This article talks about how we can correct multicollinearity problem with correlation matrix.

In caret package, there is a function called

**findCorrelation**that helps to identify correlated variables.**How it works -**

The absolute values of pair-wise correlations are considered. If some variables have a high correlation, the function looks at the mean absolute correlation of each variable and keeps only the variable with the smallest mean absolute correlation and remove the larger absolute correlation.

**Example - Correlation Matrix**

X1 | X2 | X3 | X4 | X5 | |
---|---|---|---|---|---|

X1 | 1.00 | 0.95 | 0.89 | 0.85 | 0.10 |

X2 | 0.95 | 1.00 | 0.85 | 0.81 | 0.09 |

X3 | 0.89 | 0.85 | 1.00 | 0.78 | 0.10 |

X4 | 0.85 | 0.81 | 0.78 | 1.00 | 0.09 |

X5 | 0.10 | 0.09 | 0.10 | 0.09 | 1.00 |

Variables to remove from X1 to X4 cluster - "X1" "X2" "X3" as they have larger mean absolute correlation than X4.

**R Code -**

# Identifying numeric variables

numericData <- dat2[sapply(dat2, is.numeric)]

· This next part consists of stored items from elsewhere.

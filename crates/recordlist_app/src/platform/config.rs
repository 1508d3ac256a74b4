use std::fs;
use std::io;
use std::path::{Path, PathBuf};
use std::time::Duration;

use engine_logging::{engine_info, parse_level};
use log::LevelFilter;
use recordlist_core::{SearchSettings, DEFAULT_DEBOUNCE};
use recordlist_engine::FetchSettings;
use serde::{Deserialize, Serialize};

use super::logging::LogDestination;

pub(crate) const CONFIG_FILENAME: &str = "recordlist.ron";

#[derive(Debug, thiserror::Error)]
pub(crate) enum ConfigError {
    #[error("failed to read config {path:?}: {source}")]
    Read {
        path: PathBuf,
        #[source]
        source: io::Error,
    },
    #[error("failed to parse config {path:?}: {source}")]
    Parse {
        path: PathBuf,
        #[source]
        source: ron::error::SpannedError,
    },
    #[error("unknown log level {0:?}")]
    LogLevel(String),
}

/// Settings read from `recordlist.ron`. Every field is optional in the file.
#[derive(Debug, Clone, PartialEq, Eq, Serialize, Deserialize)]
#[serde(default)]
pub(crate) struct AppConfig {
    pub base_url: String,
    pub debounce_ms: u64,
    pub connect_timeout_ms: u64,
    pub request_timeout_ms: u64,
    pub max_bytes: u64,
    pub log_level: String,
    pub log_destination: LogDestination,
}

impl Default for AppConfig {
    fn default() -> Self {
        let fetch = FetchSettings::default();
        Self {
            base_url: fetch.base_url,
            debounce_ms: DEFAULT_DEBOUNCE.as_millis() as u64,
            connect_timeout_ms: fetch.connect_timeout.as_millis() as u64,
            request_timeout_ms: fetch.request_timeout.as_millis() as u64,
            max_bytes: fetch.max_bytes,
            log_level: "info".to_string(),
            log_destination: LogDestination::default(),
        }
    }
}

impl AppConfig {
    pub fn search_settings(&self) -> SearchSettings {
        SearchSettings {
            debounce: Duration::from_millis(self.debounce_ms),
        }
    }

    pub fn fetch_settings(&self) -> FetchSettings {
        FetchSettings {
            base_url: self.base_url.clone(),
            connect_timeout: Duration::from_millis(self.connect_timeout_ms),
            request_timeout: Duration::from_millis(self.request_timeout_ms),
            max_bytes: self.max_bytes,
        }
    }

    pub fn log_level(&self) -> Result<LevelFilter, ConfigError> {
        parse_level(&self.log_level).ok_or_else(|| ConfigError::LogLevel(self.log_level.clone()))
    }
}

/// Loads the config file; a missing file yields the defaults.
pub(crate) fn load(path: &Path) -> Result<AppConfig, ConfigError> {
    let content = match fs::read_to_string(path) {
        Ok(text) => text,
        Err(err) if err.kind() == io::ErrorKind::NotFound => {
            return Ok(AppConfig::default());
        }
        Err(source) => {
            return Err(ConfigError::Read {
                path: path.to_path_buf(),
                source,
            })
        }
    };

    let config = ron::from_str(&content).map_err(|source| ConfigError::Parse {
        path: path.to_path_buf(),
        source,
    })?;
    engine_info!("Loaded config from {:?}", path);
    Ok(config)
}

#[cfg(test)]
mod tests {
    use super::*;

    #[test]
    fn missing_file_yields_defaults() {
        let dir = tempfile::tempdir().expect("tempdir");
        let config = load(&dir.path().join(CONFIG_FILENAME)).expect("defaults");

        assert_eq!(config, AppConfig::default());
        assert_eq!(config.search_settings().debounce, DEFAULT_DEBOUNCE);
    }

    #[test]
    fn partial_file_overrides_only_given_fields() {
        let dir = tempfile::tempdir().expect("tempdir");
        let path = dir.path().join(CONFIG_FILENAME);
        fs::write(
            &path,
            r#"(base_url: "https://crm.example.com/api/", debounce_ms: 150, log_destination: Both)"#,
        )
        .expect("write config");

        let config = load(&path).expect("config");

        assert_eq!(config.base_url, "https://crm.example.com/api/");
        assert_eq!(config.search_settings().debounce, Duration::from_millis(150));
        assert_eq!(config.log_destination, LogDestination::Both);
        assert_eq!(config.max_bytes, FetchSettings::default().max_bytes);
    }

    #[test]
    fn malformed_file_is_an_error() {
        let dir = tempfile::tempdir().expect("tempdir");
        let path = dir.path().join(CONFIG_FILENAME);
        fs::write(&path, "(debounce_ms: \"soon\")").expect("write config");

        assert!(matches!(load(&path), Err(ConfigError::Parse { .. })));
    }

    #[test]
    fn unknown_log_level_is_rejected() {
        let config = AppConfig {
            log_level: "chatty".to_string(),
            ..AppConfig::default()
        };
        assert!(matches!(config.log_level(), Err(ConfigError::LogLevel(_))));
    }
}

# Calculate correlation matrix

descrCor <- cor(numericData)

# find attributes that are highly corrected

highlyCorrelated <- findCorrelation(descrCor, cutoff=0.7)

HI Deepanshu, I was trying to understand your explanation and I wanted to ask you what do you mean with mean absolute correlation?